Just because you have an intense class schedule or you’re riding the poor,  struggle bus, doesn’t mean your health or physique needs to be sacrificed. To help ease our ever growing muffin tops, we turned to Molly Kimball, an experienced dietitian at Ochsner Fitness Center and founder of Eat Fit Nola, which works with restaurants to highlight the better-for-you items right on the menu. Of course, everyone’s body is different, so these tips are more of a general guidance to steer you in the right direction.

1. Think outside the green box

“Greens are great, but anything with color typically reflects the nutrients that is in it. When you add in the purples and the reds and oranges, you get a full spectrum of all the other nutrients, and it also helps with the price point,”
Kimball said.

So when you go to the Orleans Room or are cooking back home, stack your plate with tomatoes, onions, broccoli, spinach, etc. before you load up on that pizza.

2.  Drink your veggies and eat them too

“I am all about drinking veggies because you get a lot more out of drinking them than if you ate massive amounts of produce,” Kimball said. “Juicing is good because it is a good way to get a lot of nutrients in so little space; because when you eat them, all the fiber bulks up and you would not be able to eat as much as you can drink.”

Juicing is a great way to keep in shape, but it is expensive when one bottle of kale and celery juice costs you eight valuable dollars.

Kimball recommends going to Costco and buying carrot juice, tomato juice and beet juice. Stay away from the fruit juices, though, because they are high in sugar.

3. The freezer is your best friend

Frozen vegetables are frozen right after they are harvested, and many times frozen veggies are just as nutrient-rich as fresh produce.

“If you have frozen cauliflower, broccoli and spinach, it can sometimes be more nutritious than if you get it fresh because it hasn’t been exposed to the heat, the light, the air and the transportation,” Kimball said.

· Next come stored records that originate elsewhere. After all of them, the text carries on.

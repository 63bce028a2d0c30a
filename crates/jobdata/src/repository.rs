//! HTTP job feed repository
//!
//! Fetches job market data from a configured endpoint. A single attempt is
//! made per call; on network failure, a non-2xx status, or an unusable body
//! the repository returns the static fallback feed instead of erroring.

use std::sync::atomic::{AtomicUsize, Ordering};
use std::time::Duration;

use serde::Deserialize;

use crate::model::{FeedMetadata, JobFeed, JobRecord};

/// Accepted upstream payload shapes
///
/// The feed is either a bare JSON array of records or a wrapped
/// `{jobs: [...], metadata: {...}}` object.
#[derive(Debug, Deserialize)]
#[serde(untagged)]
enum FeedPayload {
    Wrapped {
        jobs: Vec<JobRecord>,
        #[serde(default)]
        metadata: FeedMetadata,
    },
    List(Vec<JobRecord>),
}

/// Job market data repository
#[derive(Debug)]
pub struct JobRepository {
    api_url: String,
    timeout: Duration,
    fetch_count: AtomicUsize,
}

impl JobRepository {
    /// Create a repository for the given endpoint
    pub fn new(api_url: &str, timeout: Duration) -> Self {
        Self {
            api_url: api_url.to_string(),
            timeout,
            fetch_count: AtomicUsize::new(0),
        }
    }

    /// Endpoint this repository reads from
    pub fn api_url(&self) -> &str {
        &self.api_url
    }

    /// Number of fetch attempts made so far
    pub fn fetch_count(&self) -> usize {
        self.fetch_count.load(Ordering::Relaxed)
    }

    /// Parse an upstream body into a feed
    ///
    /// Returns `None` when the body is unusable: not JSON, neither accepted
    /// shape, or an empty record list. Callers fall back in that case.
    fn parse_payload(body: &str) -> Option<JobFeed> {
        let feed = match serde_json::from_str::<FeedPayload>(body).ok()? {
            FeedPayload::Wrapped { jobs, metadata } => JobFeed { jobs, metadata },
            FeedPayload::List(jobs) => JobFeed::from_jobs(jobs),
        };

        if feed.jobs.is_empty() {
            return None;
        }
        Some(feed)
    }

    /// Attempt a live fetch
    ///
    /// `None` covers every failure mode: client build, transport, status,
    /// body read, parse.
    #[cfg(feature = "fetch")]
    async fn fetch_live(&self) -> Option<JobFeed> {
        let client = reqwest::Client::builder()
            .timeout(self.timeout)
            .build()
            .ok()?;

        let response = client.get(&self.api_url).send().await.ok()?;
        if !response.status().is_success() {
            tracing::warn!(status = %response.status(), url = %self.api_url, "job feed returned non-success status");
            return None;
        }

        let body = response.text().await.ok()?;
        Self::parse_payload(&body)
    }
}

#[cfg(feature = "fetch")]
#[async_trait::async_trait]
impl crate::source::JobSource for JobRepository {
    fn name(&self) -> &str {
        "job-feed-http"
    }

    async fn fetch(&self) -> JobFeed {
        self.fetch_count.fetch_add(1, Ordering::Relaxed);

        match self.fetch_live().await {
            Some(feed) => {
                tracing::debug!(jobs = feed.jobs.len(), "fetched live job feed");
                feed
            }
            None => {
                tracing::warn!(url = %self.api_url, "job feed unavailable, serving static fallback");
                crate::fallback::fallback_feed()
            }
        }
    }
}

#[cfg(test)]
mod tests {
    use super::*;

    #[test]
    fn test_parse_bare_list() {
        let body = r#"[
            {"category": "Engineering", "salary": 100000},
            {"category": "Marketing", "salary": 80000, "location": "Mumbai"}
        ]"#;

        let feed = JobRepository::parse_payload(body).unwrap();
        assert_eq!(feed.jobs.len(), 2);
        assert_eq!(feed.jobs[1].location.as_deref(), Some("Mumbai"));
        // Bare lists get live-feed defaults
        assert_eq!(feed.metadata.source, "live");
    }

    #[test]
    fn test_parse_wrapped_feed() {
        let body = r#"{
            "jobs": [{"category": "Sales", "salary": 65000}],
            "metadata": {"region": "India", "currency": "INR"}
        }"#;

        let feed = JobRepository::parse_payload(body).unwrap();
        assert_eq!(feed.jobs.len(), 1);
        assert_eq!(feed.metadata.region, "India");
        assert_eq!(feed.metadata.currency, "INR");
    }

    #[test]
    fn test_parse_wrapped_feed_without_metadata() {
        let body = r#"{"jobs": [{"category": "Design", "salary": 70000}]}"#;
        let feed = JobRepository::parse_payload(body).unwrap();
        assert_eq!(feed.metadata.region, "Global");
    }

    #[test]
    fn test_parse_rejects_garbled_body() {
        assert!(JobRepository::parse_payload("not json").is_none());
        assert!(JobRepository::parse_payload(r#"{"unexpected": true}"#).is_none());
        assert!(JobRepository::parse_payload(r#"[{"category": "X"}]"#).is_none());
    }

    #[test]
    fn test_parse_rejects_empty_list() {
        assert!(JobRepository::parse_payload("[]").is_none());
        assert!(JobRepository::parse_payload(r#"{"jobs": []}"#).is_none());
    }

    #[cfg(feature = "fetch")]
    mod fetch {
        use super::*;
        use crate::source::JobSource;

        #[tokio::test]
        async fn test_fetch_falls_back_when_unreachable() {
            // Nothing listens on this port; the request fails fast
            let repo = JobRepository::new("http://127.0.0.1:9/job-data", Duration::from_millis(500));

            let feed = repo.fetch().await;

            assert!(!feed.jobs.is_empty());
            assert_eq!(feed.metadata.source, "static_fallback");
            assert_eq!(feed.metadata.region, "India");
        }

        #[tokio::test]
        async fn test_fetch_count_increments() {
            let repo = JobRepository::new("http://127.0.0.1:9/job-data", Duration::from_millis(500));
            assert_eq!(repo.fetch_count(), 0);

            repo.fetch().await;
            repo.fetch().await;

            assert_eq!(repo.fetch_count(), 2);
        }
    }
}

This is great for those of you who don’t have the time to run to the grocery every 10 days, as is recommended.

4. If you do cook, use the right oil

The most affordable oil to use for cooking is olive oil, but which type?

“Extra virgin olive oil is very nutrient dense because there is no heat added to it. It has a very low smoke point, so when you bring it to a high temperature to saute, the oil starts to oxidize into the compounds that are linked to heart disease and cancer. It is best used for drizzling and dipping,” Kimball said.

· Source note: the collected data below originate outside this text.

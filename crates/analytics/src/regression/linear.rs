//! Linear regression of salary on year
//!
//! Ordinary least squares fit of y = intercept + slope * x.
//!
//! ## When to Use
//!
//! - Salaries follow a steady year-on-year trend
//! - Quick, interpretable baseline

use serde::{Deserialize, Serialize};

use crate::error::Result;
use crate::metrics::r_squared;
use crate::regression::{check_observations, Regressor};
use crate::AnalyticsError;

/// Ordinary least squares regressor
///
/// Fits y = intercept + slope * x on explicit (x, y) pairs.
///
/// # Example
///
/// ```rust
/// use analytics::regression::{LinearRegression, Regressor};
///
/// let years = vec![2020.0, 2021.0, 2022.0];
/// let salaries = vec![100_000.0, 110_000.0, 120_000.0];
///
/// let mut model = LinearRegression::new();
/// model.fit(&years, &salaries).unwrap();
///
/// let forecast = model.predict(&[2023.0]).unwrap();
/// assert!((forecast[0] - 130_000.0).abs() < 1e-6);
/// ```
#[derive(Debug, Clone, Default, Serialize, Deserialize)]
pub struct LinearRegression {
    /// Y-intercept
    intercept: f64,
    /// Slope (salary change per year)
    slope: f64,
    /// R-squared on training data
    r_squared: f64,
    /// Whether model has been fitted
    fitted: bool,
}

impl LinearRegression {
    /// Create a new linear regression model
    pub fn new() -> Self {
        Self::default()
    }

    /// Get the slope (salary change per year)
    pub fn slope(&self) -> f64 {
        self.slope
    }

    /// Get the intercept
    pub fn intercept(&self) -> f64 {
        self.intercept
    }

    /// Predict at a single point
    pub fn predict_at(&self, x: f64) -> Result<f64> {
        if !self.fitted {
            return Err(AnalyticsError::NotFitted);
        }
        Ok(self.intercept + self.slope * x)
    }
}

impl Regressor for LinearRegression {
    fn fit(&mut self, x: &[f64], y: &[f64]) -> Result<()> {
        check_observations(x, y)?;

        let n = x.len() as f64;
        let sum_x: f64 = x.iter().sum();
        let sum_y: f64 = y.iter().sum();
        let sum_x2: f64 = x.iter().map(|v| v * v).sum();
        let sum_xy: f64 = x.iter().zip(y.iter()).map(|(a, b)| a * b).sum();

        // OLS formulas; a single point or identical x values degenerate to
        // a constant model at the mean
        let denominator = n * sum_x2 - sum_x * sum_x;
        if denominator.abs() < 1e-10 {
            self.slope = 0.0;
            self.intercept = sum_y / n;
        } else {
            self.slope = (n * sum_xy - sum_x * sum_y) / denominator;
            self.intercept = (sum_y - self.slope * sum_x) / n;
        }

        let predicted: Vec<f64> = x.iter().map(|&v| self.intercept + self.slope * v).collect();
        self.r_squared = r_squared(y, &predicted);
        self.fitted = true;
        Ok(())
    }

    fn predict(&self, xs: &[f64]) -> Result<Vec<f64>> {
        if !self.fitted {
            return Err(AnalyticsError::NotFitted);
        }
        Ok(xs.iter().map(|&x| self.intercept + self.slope * x).collect())
    }

    fn r_squared(&self) -> f64 {
        self.r_squared
    }

    fn is_fitted(&self) -> bool {
        self.fitted
    }
}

She recommends using extra light olive oil, which has a much higher smoke point. It is good to cook in high heat, but it does not have much flavor, meaning it would not be good with your salad.

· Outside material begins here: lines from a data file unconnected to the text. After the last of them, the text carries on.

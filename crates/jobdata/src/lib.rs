//! Job market data access
//!
//! Provides the job record model, the [`JobSource`] port that orchestration
//! consumes, and an HTTP repository that falls back to a static dataset when
//! the upstream feed is unreachable or unusable.
//!
//! ## Example
//!
//! ```rust,no_run
//! use jobdata::{JobRepository, JobSource};
//!
//! # async fn demo() {
//! let repo = JobRepository::new("https://api.example.com/job-data", std::time::Duration::from_secs(30));
//! let feed = repo.fetch().await;
//! assert!(!feed.jobs.is_empty());
//! # }
//! ```

mod fallback;
mod model;
mod repository;
mod source;

pub use fallback::fallback_feed;
pub use model::{FeedMetadata, JobFeed, JobRecord};
pub use repository::JobRepository;
pub use source::JobSource;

5. Dial back on the carbs and stock up on protein

Let’s face it, the most exercise some of us get in college is walking from building to building.

“We don’t need a lot of carbs to fuel our non-movement, so I’m a big fan of getting protein throughout the day and getting some carbs; not necessarily a low carb diet, but definitely dialing back on the pastas,” Kimball said.

For someone with a low exercise lifestyle, sticking with higher lean protein and more veggies, some healthy fats such as avocado and certain fruits, especially berries, which are super antioxidant rich but not high sugar, and going lower on the carbs is ideal.

Eggs and canned beans are also a great and affordable option for protein.

6. Snack Right

There is nothing worse than being “hangry,” so snacking is not the worst thing you can do. If you live in a dorm or don’t have time to cook, keep healthy snacks like cereal, peanut butter and protein bars around, but make sure they do not have a lot of sugars.

“I like Special K protein cereal or Skinny Pop, which is a better alternative to chips. Nature Valley is also more cost effective, so get the protein bars.”

7. Pack your food!

If you are on a budget but know you are going to be in the library all day, then pack yourself some snacks and lunch. When you cook your dinner, make enough to have leftovers so you can bring it to campus the next day. This way, you won’t be tempted by that free pizza.